### PROBLEM DESCRIPTION
Copy nothing from the entries below except the lines from the one containing "pub enum TokenKind" through the one containing "email: &str) -> Result<Option<User>, AuthError>;", and copy those exactly.

BEGIN PROVIDED DATA

//! Project Storage

use crate::error::ServiceError;
use crate::projects::models::*;

use async_trait::async_trait;
use chrono::Utc;
use sqlx::PgPool;
use std::cmp::Ordering;
use std::collections::HashMap;
use tokio::sync::RwLock;
use uuid::Uuid;

/// Project persistence collaborator
#[async_trait]
pub trait ProjectStore: Send + Sync {
    async fn list(&self, query: &ProjectQuery) -> Result<Vec<Project>, ServiceError>;

    async fn find(&self, id: Uuid) -> Result<Option<Project>, ServiceError>;

    async fn create(&self, req: CreateProjectRequest) -> Result<Project, ServiceError>;

    /// `None` when no project has this id
    async fn update(
        &self,
        id: Uuid,
        req: UpdateProjectRequest,
    ) -> Result<Option<Project>, ServiceError>;

    /// Returns the deleted project, or `None` when no project has this id
    async fn delete(&self, id: Uuid) -> Result<Option<Project>, ServiceError>;
}

// ============================================
// PostgreSQL
// ============================================

/// `projects` table backed store
#[derive(Clone)]
pub struct PgProjectStore {
    db: PgPool,
}

impl PgProjectStore {
    pub fn new(db: PgPool) -> Self {
        Self { db }
    }
}

#[async_trait]
impl ProjectStore for PgProjectStore {
    async fn list(&self, query: &ProjectQuery) -> Result<Vec<Project>, ServiceError> {
        // Column and direction come from closed enums, never from raw input
        let sql = format!(
            "SELECT * FROM projects
             WHERE ($1::project_category IS NULL OR category = $1)
               AND ($2::BOOLEAN IS NULL OR featured = $2)
             ORDER BY {} {}",
            query.sort.column(),
            query.order.keyword()
        );

        let projects = sqlx::query_as(&sql)
            .bind(query.category)
            .bind(query.featured)
            .fetch_all(&self.db)
            .await?;

        Ok(projects)
    }

    async fn find(&self, id: Uuid) -> Result<Option<Project>, ServiceError> {
        let project = sqlx::query_as("SELECT * FROM projects WHERE id = $1")
            .bind(id)
            .fetch_optional(&self.db)
            .await?;
        Ok(project)
    }

    async fn create(&self, req: CreateProjectRequest) -> Result<Project, ServiceError> {
        let project = sqlx::query_as(
            r#"
            INSERT INTO projects (
                title, description, technologies, image_url, live_url,
                github_url, featured, importance, category
            )
            VALUES ($1, $2, $3, $4, $5, $6, $7, $8, $9)
            RETURNING *
            "#,
        )
        .bind(&req.title)
        .bind(&req.description)
        .bind(&req.technologies)
        .bind(&req.image_url)
        .bind(&req.live_url)
        .bind(&req.github_url)
        .bind(req.featured)
        .bind(req.importance)
        .bind(req.category)
        .fetch_one(&self.db)
        .await?;

        Ok(project)
    }

    async fn update(
        &self,
        id: Uuid,
        req: UpdateProjectRequest,
    ) -> Result<Option<Project>, ServiceError> {
        let project = sqlx::query_as(
            r#"
            UPDATE projects SET
                title = COALESCE($2, title),
                description = COALESCE($3, description),
                technologies = COALESCE($4, technologies),
                image_url = COALESCE($5, image_url),
                live_url = COALESCE($6, live_url),
                github_url = COALESCE($7, github_url),
                featured = COALESCE($8, featured),
                importance = COALESCE($9, importance),
                category = COALESCE($10, category),
                updated_at = NOW()
            WHERE id = $1
            RETURNING *
            "#,
        )
        .bind(id)
        .bind(&req.title)
        .bind(&req.description)
        .bind(&req.technologies)
        .bind(&req.image_url)
        .bind(&req.live_url)
        .bind(&req.github_url)
        .bind(req.featured)
        .bind(req.importance)
        .bind(req.category)
        .fetch_optional(&self.db)
        .await?;

        Ok(project)
    }

    async fn delete(&self, id: Uuid) -> Result<Option<Project>, ServiceError> {
        let project = sqlx::query_as("DELETE FROM projects WHERE id = $1 RETURNING *")
            .bind(id)
            .fetch_optional(&self.db)
            .await?;
        Ok(project)
    }
}

// ============================================
// In-memory
// ============================================

/// Process-local store for tests and local development
#[derive(Default)]
pub struct MemoryProjectStore {
    projects: RwLock<HashMap<Uuid, Project>>,
}

impl MemoryProjectStore {
    pub fn new() -> Self {
        Self::default()
    }
}

fn compare(a: &Project, b: &Project, sort: ProjectSort) -> Ordering {
    match sort {
        ProjectSort::Importance => a.importance.cmp(&b.importance),
        ProjectSort::CreatedAt => a.created_at.cmp(&b.created_at),
    }
}

#[async_trait]
impl ProjectStore for MemoryProjectStore {
    async fn list(&self, query: &ProjectQuery) -> Result<Vec<Project>, ServiceError> {
        let mut projects: Vec<Project> = self
            .projects
            .read()
            .await
            .values()
            .filter(|p| query.matches(p))
            .cloned()
            .collect();

        projects.sort_by(|a, b| match query.order {
            SortOrder::Asc => compare(a, b, query.sort),
            SortOrder::Desc => compare(b, a, query.sort),
        });

        Ok(projects)
    }

    async fn find(&self, id: Uuid) -> Result<Option<Project>, ServiceError> {
        Ok(self.projects.read().await.get(&id).cloned())
    }

    async fn create(&self, req: CreateProjectRequest) -> Result<Project, ServiceError> {
        let now = Utc::now();
        let project = Project {
            id: Uuid::new_v4(),
            title: req.title,
            description: req.description,
            technologies: req.technologies,
            image_url: req.image_url,
            live_url: req.live_url,
            github_url: req.github_url,
            featured: req.featured,
            importance: req.importance,
            category: req.category,
            created_at: now,
            updated_at: now,
        };

        self.projects
            .write()
            .await
            .insert(project.id, project.clone());
        Ok(project)
    }

    async fn update(
        &self,
        id: Uuid,
        req: UpdateProjectRequest,
    ) -> Result<Option<Project>, ServiceError> {
        let mut projects = self.projects.write().await;
        Ok(projects.get_mut(&id).map(|project| {
            project.apply(req);
            project.clone()
        }))
    }

    async fn delete(&self, id: Uuid) -> Result<Option<Project>, ServiceError> {
        Ok(self.projects.write().await.remove(&id))
    }
}
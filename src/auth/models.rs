//! Authentication Models
//!
//! Data structures for authentication requests, responses, and database entities.

use chrono::{DateTime, Utc};
use serde::{Deserialize, Serialize};
use sqlx::FromRow;
use uuid::Uuid;
use validator::Validate;

// ============================================
// Database Entities
// ============================================

/// User role enum matching database type
#[derive(Debug, Clone, Copy, PartialEq, Eq, Serialize, Deserialize, sqlx::Type)]
#[sqlx(type_name = "user_role", rename_all = "SCREAMING_SNAKE_CASE")]
#[serde(rename_all = "SCREAMING_SNAKE_CASE")]
pub enum UserRole {
    Admin,
    User,
}

impl UserRole {
    pub fn is_admin(&self) -> bool {
        matches!(self, UserRole::Admin)
    }

    pub fn as_str(&self) -> &'static str {
        match self {
            UserRole::Admin => "ADMIN",
            UserRole::User => "USER",
        }
    }
}

impl std::fmt::Display for UserRole {
    fn fmt(&self, f: &mut std::fmt::Formatter<'_>) -> std::fmt::Result {
        write!(f, "{}", self.as_str())
    }
}

/// User entity from database
///
/// `refresh_tokens` holds the raw refresh-token strings that are still
/// redeemable; `used_token_ids` holds the ids of every access token that has
/// already been presented. Both only grow until the user is logged out.
#[derive(Debug, Clone, FromRow)]
pub struct User {
    pub id: Uuid,
    pub email: String,
    pub password_hash: String,
    pub role: UserRole,
    pub refresh_tokens: Vec<String>,
    pub used_token_ids: Vec<Uuid>,
    pub created_at: DateTime<Utc>,
    pub updated_at: DateTime<Utc>,
}

impl User {
    /// Check if user is admin
    pub fn is_admin(&self) -> bool {
        self.role.is_admin()
    }

    pub fn holds_refresh_token(&self, token: &str) -> bool {
        self.refresh_tokens.iter().any(|t| t == token)
    }

    pub fn has_spent(&self, token_id: Uuid) -> bool {
        self.used_token_ids.contains(&token_id)
    }
}

// ============================================
// Request DTOs
// ============================================

/// Login request
#[derive(Debug, Clone, Deserialize, Validate)]
#[serde(deny_unknown_fields)]
pub struct LoginRequest {
    #[validate(email(message = "email must be an email"))]
    pub email: String,

    #[validate(length(min = 1, message = "password is required"))]
    pub password: String,
}

/// Refresh token request
#[derive(Debug, Clone, Deserialize, Validate)]
#[serde(deny_unknown_fields)]
pub struct RefreshTokenRequest {
    // Any string goes to verification so an empty token fails like a bad one
    pub refresh_token: String,
}

// ============================================
// Response DTOs
// ============================================

/// Public user view; never carries the password hash or token state
#[derive(Debug, Clone, PartialEq, Eq, Serialize, Deserialize)]
pub struct UserResponse {
    pub id: Uuid,
    pub email: String,
    pub role: UserRole,
}

impl From<User> for UserResponse {
    fn from(user: User) -> Self {
        Self {
            id: user.id,
            email: user.email,
            role: user.role,
        }
    }
}

impl From<&User> for UserResponse {
    fn from(user: &User) -> Self {
        Self {
            id: user.id,
            email: user.email.clone(),
            role: user.role,
        }
    }
}

/// Login and refresh response
#[derive(Debug, Clone, Serialize)]
pub struct AuthResponse {
    pub access_token: String,
    pub token_type: String,
    pub expires_in: i64,
    pub user: UserResponse,
}

/// Simple message response
#[derive(Debug, Clone, Serialize)]
pub struct MessageResponse {
    pub message: String,
}

impl MessageResponse {
    pub fn new(message: impl Into<String>) -> Self {
        Self {
            message: message.into(),
        }
    }
}

// ============================================
// JWT Claims
// ============================================

/// Which signing context a token belongs to
#[derive(Debug, Clone, Copy, PartialEq, Eq, Serialize, Deserialize)]
#[serde(rename_all = "lowercase")]
pub enum TokenKind {
    Access,
    Refresh,
}

/// JWT claims shared by access and refresh tokens
#[derive(Debug, Clone, Serialize, Deserialize)]
pub struct TokenClaims {
    /// Subject (user ID)
    pub sub: Uuid,
    /// User email
    pub email: String,
    /// Unique per issuance
    #[serde(rename = "tokenId")]
    pub token_id: Uuid,
    /// Token kind
    pub typ: TokenKind,
    /// Issued at timestamp
    pub iat: i64,
    /// Expiration timestamp
    pub exp: i64,
    /// Issuer
    pub iss: String,
    /// Audience
    pub aud: String,
}
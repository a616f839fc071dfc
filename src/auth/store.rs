//! User Token Store
//!
//! Persistence for users and their token state. Every mutation of
//! `refresh_tokens` / `used_token_ids` is a single conditional row update, so
//! concurrent requests for the same user can never both observe and consume
//! the same token.

use crate::auth::models::{User, UserRole};
use crate::error::AuthError;

use async_trait::async_trait;
use chrono::Utc;
use sqlx::PgPool;
use std::collections::HashMap;
use tokio::sync::RwLock;
use uuid::Uuid;

/// Storage collaborator for the session manager
#[async_trait]
pub trait UserStore: Send + Sync {
    async fn find_by_email(&self, email: &str) -> Result<Option<User>, AuthError>;

    async fn find_by_id(&self, id: Uuid) -> Result<Option<User>, AuthError>;

    /// Append a refresh token; `false` if the user does not exist
    async fn append_refresh_token(&self, id: Uuid, token: &str) -> Result<bool, AuthError>;

    /// Remove `token` from the user's list if, and only if, it is present.
    /// Returns the updated user, or `None` when nothing was consumed.
    async fn consume_refresh_token(&self, id: Uuid, token: &str)
        -> Result<Option<User>, AuthError>;

    /// Record `token_id` as spent if it was not already, appending
    /// `rotated_refresh` in the same update. Returns `None` when the id was
    /// already spent or the user does not exist.
    async fn spend_access_token(
        &self,
        id: Uuid,
        token_id: Uuid,
        rotated_refresh: Option<&str>,
    ) -> Result<Option<User>, AuthError>;

    /// Drop every refresh token held by the user
    async fn clear_tokens(&self, id: Uuid) -> Result<(), AuthError>;

    /// Create the user or overwrite its password and role
    async fn upsert_user(
        &self,
        email: &str,
        password_hash: &str,
        role: UserRole,
    ) -> Result<User, AuthError>;
}

// ============================================
// PostgreSQL
// ============================================

/// `users` table backed store
#[derive(Clone)]
pub struct PgUserStore {
    db: PgPool,
}

impl PgUserStore {
    pub fn new(db: PgPool) -> Self {
        Self { db }
    }
}

#[async_trait]
impl UserStore for PgUserStore {
    async fn find_by_email(&self, email: &str) -> Result<Option<User>, AuthError> {
        let user = sqlx::query_as("SELECT * FROM users WHERE email = $1")
            .bind(email)
            .fetch_optional(&self.db)
            .await?;
        Ok(user)
    }

    async fn find_by_id(&self, id: Uuid) -> Result<Option<User>, AuthError> {
        let user = sqlx::query_as("SELECT * FROM users WHERE id = $1")
            .bind(id)
            .fetch_optional(&self.db)
            .await?;
        Ok(user)
    }

    async fn append_refresh_token(&self, id: Uuid, token: &str) -> Result<bool, AuthError> {
        let result = sqlx::query(
            r#"
            UPDATE users SET
                refresh_tokens = array_append(refresh_tokens, $2),
                updated_at = NOW()
            WHERE id = $1
            "#,
        )
        .bind(id)
        .bind(token)
        .execute(&self.db)
        .await?;

        Ok(result.rows_affected() > 0)
    }

    async fn consume_refresh_token(
        &self,
        id: Uuid,
        token: &str,
    ) -> Result<Option<User>, AuthError> {
        let user = sqlx::query_as(
            r#"
            UPDATE users SET
                refresh_tokens = array_remove(refresh_tokens, $2),
                updated_at = NOW()
            WHERE id = $1 AND $2 = ANY(refresh_tokens)
            RETURNING *
            "#,
        )
        .bind(id)
        .bind(token)
        .fetch_optional(&self.db)
        .await?;

        Ok(user)
    }

    async fn spend_access_token(
        &self,
        id: Uuid,
        token_id: Uuid,
        rotated_refresh: Option<&str>,
    ) -> Result<Option<User>, AuthError> {
        let user = sqlx::query_as(
            r#"
            UPDATE users SET
                used_token_ids = array_append(used_token_ids, $2),
                refresh_tokens = CASE
                    WHEN $3::TEXT IS NULL THEN refresh_tokens
                    ELSE array_append(refresh_tokens, $3::TEXT)
                END,
                updated_at = NOW()
            WHERE id = $1 AND NOT ($2 = ANY(used_token_ids))
            RETURNING *
            "#,
        )
        .bind(id)
        .bind(token_id)
        .bind(rotated_refresh)
        .fetch_optional(&self.db)
        .await?;

        Ok(user)
    }

    async fn clear_tokens(&self, id: Uuid) -> Result<(), AuthError> {
        sqlx::query("UPDATE users SET refresh_tokens = '{}', updated_at = NOW() WHERE id = $1")
            .bind(id)
            .execute(&self.db)
            .await?;

        Ok(())
    }

    async fn upsert_user(
        &self,
        email: &str,
        password_hash: &str,
        role: UserRole,
    ) -> Result<User, AuthError> {
        let user = sqlx::query_as(
            r#"
            INSERT INTO users (email, password_hash, role)
            VALUES ($1, $2, $3)
            ON CONFLICT (email) DO UPDATE SET
                password_hash = EXCLUDED.password_hash,
                role = EXCLUDED.role,
                updated_at = NOW()
            RETURNING *
            "#,
        )
        .bind(email)
        .bind(password_hash)
        .bind(role)
        .fetch_one(&self.db)
        .await?;

        Ok(user)
    }
}

// ============================================
// In-memory
// ============================================

/// Process-local store for tests and local development
#[derive(Default)]
pub struct MemoryUserStore {
    users: RwLock<HashMap<Uuid, User>>,
}

impl MemoryUserStore {
    pub fn new() -> Self {
        Self::default()
    }
}

#[async_trait]
impl UserStore for MemoryUserStore {
    async fn find_by_email(&self, email: &str) -> Result<Option<User>, AuthError> {
        let users = self.users.read().await;
        Ok(users.values().find(|u| u.email == email).cloned())
    }

    async fn find_by_id(&self, id: Uuid) -> Result<Option<User>, AuthError> {
        Ok(self.users.read().await.get(&id).cloned())
    }

    async fn append_refresh_token(&self, id: Uuid, token: &str) -> Result<bool, AuthError> {
        let mut users = self.users.write().await;
        match users.get_mut(&id) {
            Some(user) => {
                user.refresh_tokens.push(token.to_string());
                user.updated_at = Utc::now();
                Ok(true)
            }
            None => Ok(false),
        }
    }

    async fn consume_refresh_token(
        &self,
        id: Uuid,
        token: &str,
    ) -> Result<Option<User>, AuthError> {
        let mut users = self.users.write().await;
        let Some(user) = users.get_mut(&id) else {
            return Ok(None);
        };

        if !user.holds_refresh_token(token) {
            return Ok(None);
        }

        user.refresh_tokens.retain(|t| t != token);
        user.updated_at = Utc::now();
        Ok(Some(user.clone()))
    }

    async fn spend_access_token(
        &self,
        id: Uuid,
        token_id: Uuid,
        rotated_refresh: Option<&str>,
    ) -> Result<Option<User>, AuthError> {
        let mut users = self.users.write().await;
        let Some(user) = users.get_mut(&id) else {
            return Ok(None);
        };

        if user.has_spent(token_id) {
            return Ok(None);
        }

        user.used_token_ids.push(token_id);
        if let Some(token) = rotated_refresh {
            user.refresh_tokens.push(token.to_string());
        }
        user.updated_at = Utc::now();
        Ok(Some(user.clone()))
    }

    async fn clear_tokens(&self, id: Uuid) -> Result<(), AuthError> {
        if let Some(user) = self.users.write().await.get_mut(&id) {
            user.refresh_tokens.clear();
            user.updated_at = Utc::now();
        }
        Ok(())
    }

    async fn upsert_user(
        &self,
        email: &str,
        password_hash: &str,
        role: UserRole,
    ) -> Result<User, AuthError> {
        let mut users = self.users.write().await;
        let now = Utc::now();

        if let Some(user) = users.values_mut().find(|u| u.email == email) {
            user.password_hash = password_hash.to_string();
            user.role = role;
            user.updated_at = now;
            return Ok(user.clone());
        }

        let user = User {
            id: Uuid::new_v4(),
            email: email.to_string(),
            password_hash: password_hash.to_string(),
            role,
            refresh_tokens: Vec::new(),
            used_token_ids: Vec::new(),
            created_at: now,
            updated_at: now,
        };
        users.insert(user.id, user.clone());
        Ok(user)
    }
}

END PROVIDED DATA

### WRITTEN ANSWER
pub enum TokenKind {
    Access,
    Refresh,
}

/// JWT claims shared by access and refresh tokens
#[derive(Debug, Clone, Serialize, Deserialize)]
pub struct TokenClaims {
    /// Subject (user ID)
    pub sub: Uuid,
    /// User email
    pub email: String,
    /// Unique per issuance
    #[serde(rename = "tokenId")]
    pub token_id: Uuid,
    /// Token kind
    pub typ: TokenKind,
    /// Issued at timestamp
    pub iat: i64,
    /// Expiration timestamp
    pub exp: i64,
    /// Issuer
    pub iss: String,
    /// Audience
    pub aud: String,
}
repository a616f839fc071dfc
filename src/auth/store.rs
//! User Token Store
//!
//! Persistence for users and their token state. Every mutation of
//! `refresh_tokens` / `used_token_ids` is a single conditional row update, so
//! concurrent requests for the same user can never both observe and consume
//! the same token.

use crate::auth::models::{User, UserRole};
use crate::error::AuthError;

use async_trait::async_trait;
use chrono::Utc;
use sqlx::PgPool;
use std::collections::HashMap;
use tokio::sync::RwLock;
use uuid::Uuid;

/// Storage collaborator for the session manager
#[async_trait]
pub trait UserStore: Send + Sync {
    async fn find_by_email(&self, email: &str) -> Result<Option<User>, AuthError>;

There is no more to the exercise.